Hierarchie der Zyklen berücksichtigen

Das Klima auf der Erde wird durch viele verschiedene Faktoren beeinflusst, die in verschiedenen großen und kleinen, sichtbaren und unsichtbaren Kreisläufen voneinander abhängen. Bisherige Klimamodelle betrachteten oft kleine Zyklen, ohne größere zu berücksichtigen: „Wir dürfen keinen statischen Hintergrund für irdische Zyklen annehmen“, so Prof. Veizer, „wir müssen 4,5 Mrd. Jahre zurückblicken bis an den Anfang unseres Sonnensystems.“ So untersuchten die Forscher das Erdklima und die Zusammensetzung der Atmosphäre anhand von Sedimenten wie Kohlen und Salzen, Fossilien und sog. Drop Stones: Steine, die in Kälteperioden in Eisbergen eingeschlossen Richtung Äquator wanderten und beim Schmelzen des Eises zu Boden sanken. Je näher am Äquator sie zu finden sind, desto kälter muss das Klima gewesen sein.

Wolken haben Einfluss

Das Ergebnis: Das Klima auf der Erde hat sich im Rhythmus von ca. 140 Mio. Jahren zyklisch erwärmt und abgekühlt. Was war der Motor dafür? Irgendein Klimatreiber muss auf die Erde gewirkt haben, denn da die Sonne am Anfang ihres Lebens noch um ca. 30 Prozent kälter war als heute, hätte sonst die Erde bis vor ca. 1 Mrd. Jahren tiefgefroren sein müssen. Spuren von Leben und Wasser existieren aber für die letzten rund 4 Mrd. Jahre. Wäre CO2 der Antreiber, hätte der Gehalt in der Atmosphäre ca. 1.000 – 10.000-mal so hoch gewesen sein müssen wie heute. Solche Mengen sind aber nicht an den Sedimenten abzulesen. Die Treibhausgase CO2 und Methan können also nicht für die Temperatursteigerung verantwortlich gemacht werden. Übrig bleibt das – damals wie heute – wichtigste Treibhausgas Wasserdampf. Möglicherweise gab es weniger Wolken, die Sonnenwärme konnte ungehindert bis zur Erdoberfläche gelangen. „Einige Modelle zeigen, dass Wolken bis zu 50 Prozent der Sonnenschwankungen auffangen können“, so Prof. Veizer. Es schließt sich die nächste Frage an: Was treibt den Wasserzyklus an?
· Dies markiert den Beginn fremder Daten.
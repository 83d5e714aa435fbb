/*!
# Agora Engine

The control core of the validator: a single logical supervisor that drives
each tournament through collecting, testing, and evaluating, sequences the
sandboxed evaluations, aggregates runs into the final ranking, and emits the
weight vector to the incentive layer.

The phase machine is queue-driven: every transition enqueues the next durable
job, and long waits (submission window, inter-epoch gaps) are scheduled jobs
rather than in-process sleeps, so a restarted engine resumes mid-tournament
from the last persisted state. Job bodies are idempotent — content-derived
job ids and `(submission_id, epoch_number)` run keys make redelivery safe.

Within a tournament, evaluations are strictly sequential by contract: it
equalizes resource contention so timing measurements stay comparable.
*/

pub mod aggregate;
pub mod error;
pub mod orchestrator;
pub mod retry;
pub mod scheduler;
pub mod weights;
pub mod worker;

pub use error::EngineError;
pub use orchestrator::Orchestrator;
pub use scheduler::DailyScheduler;
pub use weights::{normalize_weights, LogWeightSink, WeightSink};
pub use worker::Worker;
use crate::config::LoggingConfig;
use anyhow::Result;
use tracing_subscriber::{fmt, layer::SubscriberExt, util::SubscriberInitExt, EnvFilter};

/// Initialize the tracing subscriber. `RUST_LOG` wins over the configured
/// level; `format = "json"` switches to line-oriented JSON for log
/// shippers.
pub fn init_logging(config: &LoggingConfig) -> Result<()> {
    let filter = EnvFilter::try_from_default_env()
        .unwrap_or_else(|_| EnvFilter::new(config.level.clone()));

    match config.format.as_str() {
        "json" => {
            tracing_subscriber::registry()
                .with(filter)
                .with(fmt::layer().json())
                .try_init()
                .map_err(|e| anyhow::anyhow!("logging init failed: {e}"))?;
        }
        _ => {
            tracing_subscriber::registry()
                .with(filter)
                .with(fmt::layer())
                .try_init()
                .map_err(|e| anyhow::anyhow!("logging init failed: {e}"))?;
        }
    }
    Ok(())
}
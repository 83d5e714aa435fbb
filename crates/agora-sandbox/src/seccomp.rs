use crate::error::{Result, SandboxError};
use serde_json::json;
use std::fs;
use std::path::Path;

/// Syscalls denied to every sandboxed payload, on top of the runtime's
/// default filter. Covers mount manipulation, tracing, kernel/module
/// loading, clock manipulation, namespace escapes, and the BPF/userfaultfd
/// attack surface.
pub const DENIED_SYSCALLS: [&str; 17] = [
    "mount",
    "umount2",
    "ptrace",
    "kexec_load",
    "kexec_file_load",
    "reboot",
    "init_module",
    "finit_module",
    "delete_module",
    "clock_settime",
    "clock_settime64",
    "settimeofday",
    "pivot_root",
    "bpf",
    "userfaultfd",
    "unshare",
    "setns",
];

/// Render the deny-list as a Docker seccomp profile: default-allow with an
/// explicit errno-returning deny action for each listed syscall.
pub fn profile_json() -> serde_json::Value {
    json!({
        "defaultAction": "SCMP_ACT_ALLOW",
        "architectures": [
            "SCMP_ARCH_X86_64",
            "SCMP_ARCH_AARCH64",
        ],
        "syscalls": [
            {
                "names": DENIED_SYSCALLS,
                "action": "SCMP_ACT_ERRNO",
                "errnoRet": 1
            }
        ]
    })
}

/// Write the profile next to the run directory. Failure here aborts the
/// launch: a run without the filter never starts.
pub fn write_profile(path: &Path) -> Result<()> {
    let rendered = serde_json::to_string_pretty(&profile_json())
        .expect("static profile serializes");
    fs::write(path, rendered).map_err(|source| SandboxError::PolicyWrite {
        path: path.to_path_buf(),
        source,
    })
}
Verbindungsstück zwischen Kosmos und Klima

Der Kontakt mit dem Astrophysiker Prof. Nir J. Shaviv brachte Veizer auf eine neue Spur: Shaviv hatte den Einfall kosmischer Strahlung auf die Erde für die letzten 600 Mio. Jahre untersucht und eine Zyklizität festgestellt, die mit der des Erdklimas übereinstimmte. Die Forscher machten sich auf die Suche nach der Verbindung zwischen kosmischen Strahlen und dem Wasserkreislauf. Bei ihrer Recherche stießen sie auf Experimente in Gaskammern, die zeigten, dass Strahlungspartikel beim Auftreffen auf das Gas auf bisher nicht ganz geklärte Weise sog. Keime erzeugen, die zur Kondensation und somit zur Wolkenbildung im Gas führen. Diese Kausalität steht in Einklang mit den Ergebnissen von Satellitenbeobachtungen der letzten Jahre. Wolken schirmen die Erde vor der Sonnenwärme ab, indem sie die thermische Energie ins All zurückstrahlen (Albedo). Umgekehrt bilden sich bei geringer kosmischer Strahlung weniger Wolken, die Sonne kann die Erde erwärmen.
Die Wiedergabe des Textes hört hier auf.